Despite the negative news about hormone replacement therapy (HRT) in recent months, new research suggests that HRT may provide a significant benefit in helping some women reduce their risk of diabetes. But even the study researchers say it's still too early to make any recommendations about using HRT as a tool to prevent type 2 diabetes.

According to the American Diabetes Association, diabetes was the sixth leading cause of death in 2007. Ninety-five percent of diabetes is type-2 that develops in older people or at any age in overweight people. Diabetes dramatically increases the risk for heart disease and stroke.

Women who do not take HRT have up to a 30% increased risk of developing type-2 diabetes. Use of estrogen or estrogen plus a progestin/progesterone is associated with a decrease in the risk for type-2 diabetes.

Women in their forties or fifties often complain about a tendency to gain weight, especially when they don’t take hormones. I recall Greta, a 38 year-old menopausal woman with obesity, diabetes, high blood pressure, and sleep apnea. She was only five feet tall and weighed 200 pounds. She told me, “When I was growing up I was skinny and barely weighted 100 pounds soaking wet! I could eat as much as the football players and never gained a pound. In my late 20s, I started having heavy bleeding from fibroids and when I was 28 years old, everything was taken out. No one ever told me I needed estrogen. Within a year of my hysterectomy, I gained 100 pounds and developed severe depression. My husband left me soon after that. A doctor finally gave me oral estrogen when I was 32 and I felt better but couldn’t lose the weight. I was diagnosed with diabetes and high blood pressure when I was 35.” Changing Greta to topical HRT and correcting her sleep apnea started her recovery toward losing weight and improving control of her blood pressure and diabetes. However, it saddens me that she suffered needlessly for ten years before getting help.

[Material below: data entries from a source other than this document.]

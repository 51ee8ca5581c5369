//! Error types for ComplyScan

/// Result type alias using ComplyScan's Error type
pub type Result<T> = std::result::Result<T, Error>;

/// Core error type for ComplyScan operations
#[derive(Debug, thiserror::Error)]
pub enum Error {
    /// Request input rejected before analysis
    #[error("validation error: {0}")]
    Validation(String),

    /// Forward pass or tokenization failed inside the classifier
    #[error("inference error: {0}")]
    Inference(String),

    /// Result store (cache or database) errors
    #[error("store error: {0}")]
    Store(String),

    /// Configuration errors
    #[error("configuration error: {0}")]
    Config(String),

    /// Network/IO errors
    #[error("io error: {0}")]
    Io(#[from] std::io::Error),

    /// Serialization errors
    #[error("serialization error: {0}")]
    Serialization(#[from] serde_json::Error),

    /// Analysis exceeded its deadline
    #[error("operation timed out after {0}s")]
    Timeout(u64),

    /// Generic internal errors
    #[error("internal error: {0}")]
    Internal(String),
}

impl Error {
    /// Create a new validation error
    pub fn validation(msg: impl Into<String>) -> Self {
        Self::Validation(msg.into())
    }

    /// Create a new inference error
    pub fn inference(msg: impl Into<String>) -> Self {
        Self::Inference(msg.into())
    }

    /// Create a new store error
    pub fn store(msg: impl Into<String>) -> Self {
        Self::Store(msg.into())
    }

    /// Create a new configuration error
    pub fn config(msg: impl Into<String>) -> Self {
        Self::Config(msg.into())
    }

    /// Create a new internal error
    pub fn internal(msg: impl Into<String>) -> Self {
        Self::Internal(msg.into())
    }

    /// Whether this error came from the model forward pass
    pub fn is_inference(&self) -> bool {
        matches!(self, Self::Inference(_))
    }
}

#[cfg(test)]
mod tests {
    use super::*;

    #[test]
    fn test_display_includes_kind() {
        assert_eq!(
            Error::store("disk full").to_string(),
            "store error: disk full"
        );
        assert_eq!(Error::Timeout(30).to_string(), "operation timed out after 30s");
    }

    #[test]
    fn test_is_inference() {
        assert!(Error::inference("nan in logits").is_inference());
        assert!(!Error::internal("boom").is_inference());
    }
}
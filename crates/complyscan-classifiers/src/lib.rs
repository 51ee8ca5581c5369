//! ComplyScan Classifiers
//!
//! Maps normalized Chinese text to the compliance issue categories of the
//! knowledge base.
//!
//! The [`CategoryClassifier`] trait is the seam the server depends on. The
//! default implementation, [`BertCategoryClassifier`], runs a BERT-family
//! sequence classifier with Candle and returns the top-k categories by
//! softmax score, with no threshold.

pub mod classifier;
pub mod model_config;

#[cfg(feature = "ml-models")]
pub mod bert;

pub use classifier::{rank, top_k_indices, CategoryClassifier, RankedCategory, DEFAULT_TOP_K};
pub use model_config::{ClassifierSettings, ModelSource};

#[cfg(feature = "ml-models")]
pub use bert::BertCategoryClassifier;

/// Prelude for convenient imports
pub mod prelude {
    pub use crate::classifier::{CategoryClassifier, RankedCategory};
    pub use crate::model_config::{ClassifierSettings, ModelSource};

    #[cfg(feature = "ml-models")]
    pub use crate::bert::BertCategoryClassifier;
}
//! ComplyScan Server
//!
//! HTTP front end for compliance issue analysis: accepts a free-text business
//! description, classifies it into issue categories and answers with the
//! related regulations, explanations and audit recommendations.

pub mod analyzer;
pub mod config;
pub mod routes;
pub mod static_files;

pub use analyzer::{Analysis, Analyzer};
pub use config::AppConfig;
pub use routes::{create_router, AppError, AppState};
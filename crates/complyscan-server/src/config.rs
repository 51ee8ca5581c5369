//! Service configuration
//!
//! Layered: built-in defaults, then an optional YAML/TOML file, then
//! `COMPLYSCAN__<SECTION>__<KEY>` environment variables, then `DATABASE_URL`,
//! then command line overrides.

use complyscan_classifiers::ClassifierSettings;
use complyscan_core::{Error, KnowledgeBase, Result, MAX_INPUT_CHARS};
use serde::{Deserialize, Serialize};
use std::path::PathBuf;
use std::time::Duration;

/// Environment prefix for layered settings
pub const ENV_PREFIX: &str = "COMPLYSCAN";

/// Environment variable selecting the durable store
pub const DATABASE_URL_ENV: &str = "DATABASE_URL";

/// Service configuration
#[derive(Debug, Clone, Default, Serialize, Deserialize)]
#[serde(default)]
pub struct AppConfig {
    pub server: ServerConfig,
    pub analysis: AnalysisConfig,
    pub classifier: ClassifierSettings,
    pub knowledge: KnowledgeConfig,
    pub database: DatabaseConfig,
}

#[derive(Debug, Clone, Serialize, Deserialize)]
#[serde(default)]
pub struct ServerConfig {
    /// Listen address
    pub listen: String,

    /// Listen port
    pub port: u16,
}

impl Default for ServerConfig {
    fn default() -> Self {
        Self {
            listen: "0.0.0.0".to_string(),
            port: 5000,
        }
    }
}

#[derive(Debug, Clone, Serialize, Deserialize)]
#[serde(default)]
pub struct AnalysisConfig {
    /// Characters kept after normalization
    pub max_input_chars: usize,

    /// Deadline for one classification, in seconds
    pub timeout_secs: u64,

    /// Entries held by the in-memory store
    pub cache_capacity: usize,
}

impl Default for AnalysisConfig {
    fn default() -> Self {
        Self {
            max_input_chars: MAX_INPUT_CHARS,
            timeout_secs: 30,
            cache_capacity: 100,
        }
    }
}

#[derive(Debug, Clone, Default, Serialize, Deserialize)]
#[serde(default)]
pub struct KnowledgeConfig {
    /// YAML taxonomy replacing the built-in one
    pub path: Option<PathBuf>,
}

#[derive(Debug, Clone, Default, Serialize, Deserialize)]
#[serde(default)]
pub struct DatabaseConfig {
    /// Durable store location; the in-memory store is used when unset
    pub url: Option<String>,
}

impl AppConfig {
    /// Load configuration from an optional file and the environment
    pub fn load(config_path: Option<&str>) -> Result<Self> {
        let mut builder = config::Config::builder();

        if let Some(path) = config_path {
            builder = builder.add_source(config::File::with_name(path).required(false));
        }

        builder = builder.add_source(
            config::Environment::with_prefix(ENV_PREFIX)
                .separator("__")
                .try_parsing(true),
        );

        let mut app_config: AppConfig = builder
            .build()
            .and_then(|settings| settings.try_deserialize())
            .map_err(|e| Error::config(format!("Failed to load configuration: {}", e)))?;

        if app_config.database.url.is_none() {
            app_config.database.url = std::env::var(DATABASE_URL_ENV)
                .ok()
                .filter(|url| !url.trim().is_empty());
        }

        Ok(app_config)
    }

    /// Apply command line overrides
    pub fn with_overrides(
        mut self,
        listen: Option<String>,
        port: Option<u16>,
        database_url: Option<String>,
    ) -> Self {
        if let Some(listen) = listen {
            self.server.listen = listen;
        }
        if let Some(port) = port {
            self.server.port = port;
        }
        if let Some(url) = database_url {
            self.database.url = Some(url);
        }
        self
    }

    /// Reject settings the service cannot run with
    pub fn validate(&self) -> Result<()> {
        if self.analysis.max_input_chars == 0 {
            return Err(Error::config("analysis.max_input_chars must be at least 1"));
        }
        if self.analysis.timeout_secs == 0 {
            return Err(Error::config("analysis.timeout_secs must be at least 1"));
        }
        if self.analysis.cache_capacity == 0 {
            return Err(Error::config("analysis.cache_capacity must be at least 1"));
        }
        Ok(())
    }

    pub fn timeout(&self) -> Duration {
        Duration::from_secs(self.analysis.timeout_secs)
    }

    /// Knowledge base from `knowledge.path`, or the built-in taxonomy
    pub fn knowledge_base(&self) -> Result<KnowledgeBase> {
        match &self.knowledge.path {
            Some(path) => KnowledgeBase::from_yaml_file(path),
            None => Ok(KnowledgeBase::builtin()),
        }
    }
}

#[cfg(test)]
mod tests {
    use super::*;
    use std::io::Write;

    #[test]
    fn test_defaults() {
        let config = AppConfig::default();
        assert_eq!(config.server.port, 5000);
        assert_eq!(config.analysis.max_input_chars, 512);
        assert_eq!(config.analysis.timeout_secs, 30);
        assert_eq!(config.analysis.cache_capacity, 100);
        assert_eq!(config.classifier.top_k, 3);
        assert!(config.database.url.is_none());
        assert!(config.validate().is_ok());
    }

    #[test]
    fn test_load_yaml_file() {
        let mut file = tempfile::Builder::new().suffix(".yaml").tempfile().unwrap();
        writeln!(
            file,
            r#"
server:
  port: 8088
analysis:
  timeout_secs: 10
classifier:
  source:
    type: local
    path: "./models/audit-bert"
database:
  url: "sqlite://./complyscan.db"
"#
        )
        .unwrap();

        let path = file.path().to_string_lossy().to_string();
        let config = AppConfig::load(Some(path.as_str())).unwrap();

        assert_eq!(config.server.port, 8088);
        assert_eq!(config.server.listen, "0.0.0.0");
        assert_eq!(config.timeout(), Duration::from_secs(10));
        assert_eq!(config.analysis.cache_capacity, 100);
        assert_eq!(config.database.url.as_deref(), Some("sqlite://./complyscan.db"));
    }

    #[test]
    fn test_missing_file_uses_defaults() {
        let config = AppConfig::load(Some("/nonexistent/complyscan.yaml")).unwrap();
        assert_eq!(config.analysis.timeout_secs, 30);
    }

    #[test]
    fn test_cli_overrides() {
        let config = AppConfig::default().with_overrides(
            Some("127.0.0.1".to_string()),
            Some(9000),
            Some("sqlite:test.db".to_string()),
        );
        assert_eq!(config.server.listen, "127.0.0.1");
        assert_eq!(config.server.port, 9000);
        assert_eq!(config.database.url.as_deref(), Some("sqlite:test.db"));
    }

    #[test]
    fn test_validate_rejects_zero_values() {
        let mut config = AppConfig::default();
        config.analysis.timeout_secs = 0;
        assert!(matches!(config.validate(), Err(Error::Config(_))));

        let mut config = AppConfig::default();
        config.analysis.cache_capacity = 0;
        assert!(config.validate().is_err());
    }

    #[test]
    fn test_builtin_knowledge_by_default() {
        let kb = AppConfig::default().knowledge_base().unwrap();
        assert_eq!(kb.len(), 11);
    }
}
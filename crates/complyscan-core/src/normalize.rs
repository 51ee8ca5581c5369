//! Input text normalization
//!
//! Inputs are reduced to CJK Unified Ideographs (U+4E00..=U+9FFF) and capped
//! at a fixed number of characters before they reach the store or the model.
//! The normalized text is the result store key.

use sha2::{Digest, Sha256};

/// Maximum number of characters kept after normalization
pub const MAX_INPUT_CHARS: usize = 512;

const CJK_START: char = '\u{4e00}';
const CJK_END: char = '\u{9fff}';

/// Whether `c` lies in the CJK Unified Ideographs block
#[inline]
pub fn is_target_char(c: char) -> bool {
    (CJK_START..=CJK_END).contains(&c)
}

/// Normalize with the default length cap
pub fn normalize(raw: &str) -> String {
    normalize_with_limit(raw, MAX_INPUT_CHARS)
}

/// Keep only target-script characters, truncated to `limit` characters
pub fn normalize_with_limit(raw: &str, limit: usize) -> String {
    raw.chars().filter(|c| is_target_char(*c)).take(limit).collect()
}

/// Short stable fingerprint for log lines (first 12 hex chars of SHA-256)
pub fn fingerprint(text: &str) -> String {
    let digest = Sha256::digest(text.as_bytes());
    let hex = format!("{:x}", digest);
    hex[..12].to_string()
}
//! ComplyScan Store
//!
//! Result stores keyed by normalized input text.
//!
//! Provides:
//! - The [`ResultStore`] trait used by the analyzer
//! - [`MemoryStore`], a bounded in-process LRU cache
//! - [`SqliteStore`], the durable `assessments` table

pub mod cache;
pub mod sqlite;
pub mod store;

pub use cache::LruCache;
pub use sqlite::{parse_database_url, Assessment, SqliteStore};
pub use store::{MemoryStore, ResultStore};

/// Prelude for convenient imports
pub mod prelude {
    pub use crate::sqlite::{Assessment, SqliteStore};
    pub use crate::store::{MemoryStore, ResultStore};
}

Weight gain with a change in body composition favoring central or visceral obesity accompanies menopause. Women lament the fact they start having thickening around their midriff! With loss of estrogen comes an increase in fasting glucose and the development of insulin resistance leading to diabetes in genetically susceptible women. Insulin resistance is a condition where the body becomes “desensitized” to the actions of insulin. Because insulin is a vital hormone, the pancreas responds by making more insulin. This satisfies the need for insulin action but at the expense of higher circulating levels of insulin. High levels of insulin signal fat cells to conserve fat stores and to convert new food into more fat! This is not a signal you want going to your fat cells!

In individuals who are genetically predisposed to diabetes, this relentless drive for more and more insulin production eventually exhausts the pancreas leading to the onset of diabetes. Even if they never develop diabetes, the presence of ongoing insulin resistance is associated with continued weight gain and accelerates the risk of heart disease, cancer and strokes.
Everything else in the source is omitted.